Bear with us whilst we do some quick maths.
A typical working day is 8 hours long (assuming you come in and leave on time, of course). So that’s 40 hours spent at work each week. Take in average commuting time (an estimated 49 minutes each way) and you’ve just ramped up 8 hours travelling to and from work a week.
That’s 48 hours out of a total 168. Or, 29% of your week, if you prefer. So, that’s less than a third of our week spent actively dedicated to work. But, hands up who feels like that’s a reality? (We thought as much.)
This is the problem. Work is important – really important – not only for putting bread on the table, but to allow us an opportunity to utilise skills, meet people, make a difference to the world, or to earn us a desired quality of life (whatever that is for you). But, we are more than our job titles. A lot more.
Feeling out of balance can manifest itself in many ways in our lives. Most of us will have felt overworked, or burnt-out after a long or hectic week at work. But, if our jobs are impacting on our mental health and preventing us from making the most of life outside of the 9 to 5, it’s a problem.
To help you reset the balance and feel more fulfilled, Jo gives us her top tips to improve work-life balance:
- Create clear boundaries between work and home, so you can truly enjoy both – one at a time, without any guilt. Boundaries can be created, for example, by switching off work phone calls and emails when you leave work, or by being clear (and telling people!) about what hours you work and which you don’t.
- The real key for work-life balance is being able to prioritise exactly what you need to prioritise at any given time, across your work and home life. Sometimes you will need to put work first and, sometimes, your family or personal needs will hit the top of the priority list. Being able to choose which needs your attention most right now – and being able to take responsibility for that – is the ultimate for getting your work-life balance in check.
- Become really clear about what is most important to you – we life coaches tend to call these your “personal values”. Once you’ve identified these, build a lifestyle (including your career choice and working patterns) around that. There’s a possibility this might involve some difficult and potentially large changes, and you need to be open to recognising that. The question to ask yourself is, “what’s the sacrifice I’m willing to tolerate?”. This can help you to prioritise what’s worth spending your time on – and what isn’t!
- If you have more responsibilities than you have time for (and these days, who doesn’t?), rather than focusing on how you can get more done with your time, change your approach and decide what you could do less of.
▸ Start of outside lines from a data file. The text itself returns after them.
//! Dispatch record models

use chrono::{DateTime, Utc};
use rust_decimal::Decimal;
use serde::{Deserialize, Serialize};
use uuid::Uuid;

use super::TransportDetails;

/// A read-oriented record of goods leaving a location against an invoice.
///
/// Created exactly once per invoice line at issuance time, or later by the
/// reconciliation job for historical invoices; never mutated afterwards.
#[derive(Debug, Clone, Serialize, Deserialize)]
pub struct Dispatch {
    pub id: Uuid,
    pub invoice_id: Uuid,
    pub invoice_no: String,
    pub product_id: Uuid,
    pub product_name: String,
    pub quantity: Decimal,
    pub location: String,
    pub transport: TransportDetails,
    /// Issuance time of the invoice, not the time the row was written.
    pub created_at: DateTime<Utc>,
}
//! Product and per-location stock models

use chrono::{DateTime, Utc};
use rust_decimal::Decimal;
use serde::{Deserialize, Serialize};
use uuid::Uuid;
use validator::Validate;

use crate::ledger::LocationMap;

/// A product in the catalog, with its per-location stock map.
///
/// `stock_qty` is a cached total and must always equal the sum of the
/// `locations` values; only the stock service and the invoice engine
/// mutate either field, and they always recompute the total from the map.
#[derive(Debug, Clone, Serialize, Deserialize)]
pub struct Product {
    pub id: Uuid,
    pub name: String,
    pub sku: String,
    pub hsn: String,
    pub price: Decimal,
    pub stock_qty: Decimal,
    pub locations: LocationMap,
    pub low_stock_threshold: Decimal,
    pub created_at: DateTime<Utc>,
    pub updated_at: DateTime<Utc>,
}

impl Product {
    /// Whether total stock has fallen to or below the alert threshold.
    pub fn is_low_stock(&self) -> bool {
        self.stock_qty <= self.low_stock_threshold
    }
}

/// Input for adding a product to the catalog.
///
/// Stock always starts at zero with an empty locations map; quantities
/// arrive only through stock entries.
#[derive(Debug, Clone, Deserialize, Validate)]
pub struct CreateProductInput {
    #[validate(length(min = 1, message = "Product name is required"))]
    pub name: String,
    #[validate(length(min = 1, message = "SKU is required"))]
    pub sku: String,
    pub hsn: Option<String>,
    pub price: Decimal,
    pub low_stock_threshold: Option<Decimal>,
}

/// Input for editing product master data. Stock fields are not editable
/// here; corrections go through the stock service so they land in the
/// movement ledger.
#[derive(Debug, Clone, Deserialize, Validate)]
pub struct UpdateProductInput {
    #[validate(length(min = 1, message = "Product name is required"))]
    pub name: String,
    #[validate(length(min = 1, message = "SKU is required"))]
    pub sku: String,
    pub hsn: Option<String>,
    pub price: Decimal,
    pub low_stock_threshold: Option<Decimal>,
}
Otherwise, eventually, the only thing that you’ll be doing less of (by default) is sleeping… Which is no good for your emotional or physical health! I often introduce a “what not to do” list with my clients, to help them see where they are doing things they don’t really need to, which are really another person’s responsibility or which could be done by someone else.
- To really make a big shift in your work-life balance, for many, the answer actually lies in being able to identify, and then overcome, more deeply-held root causes: finding it difficult to say no to other people, not wanting to ask for help, wanting to be in control of everything or being afraid to do things less than perfectly. These are really common traits that many of us struggle to overcome, and they tend to lead to us taking on more than we can possibly hope to achieve, and the overwhelm and stress that goes with it.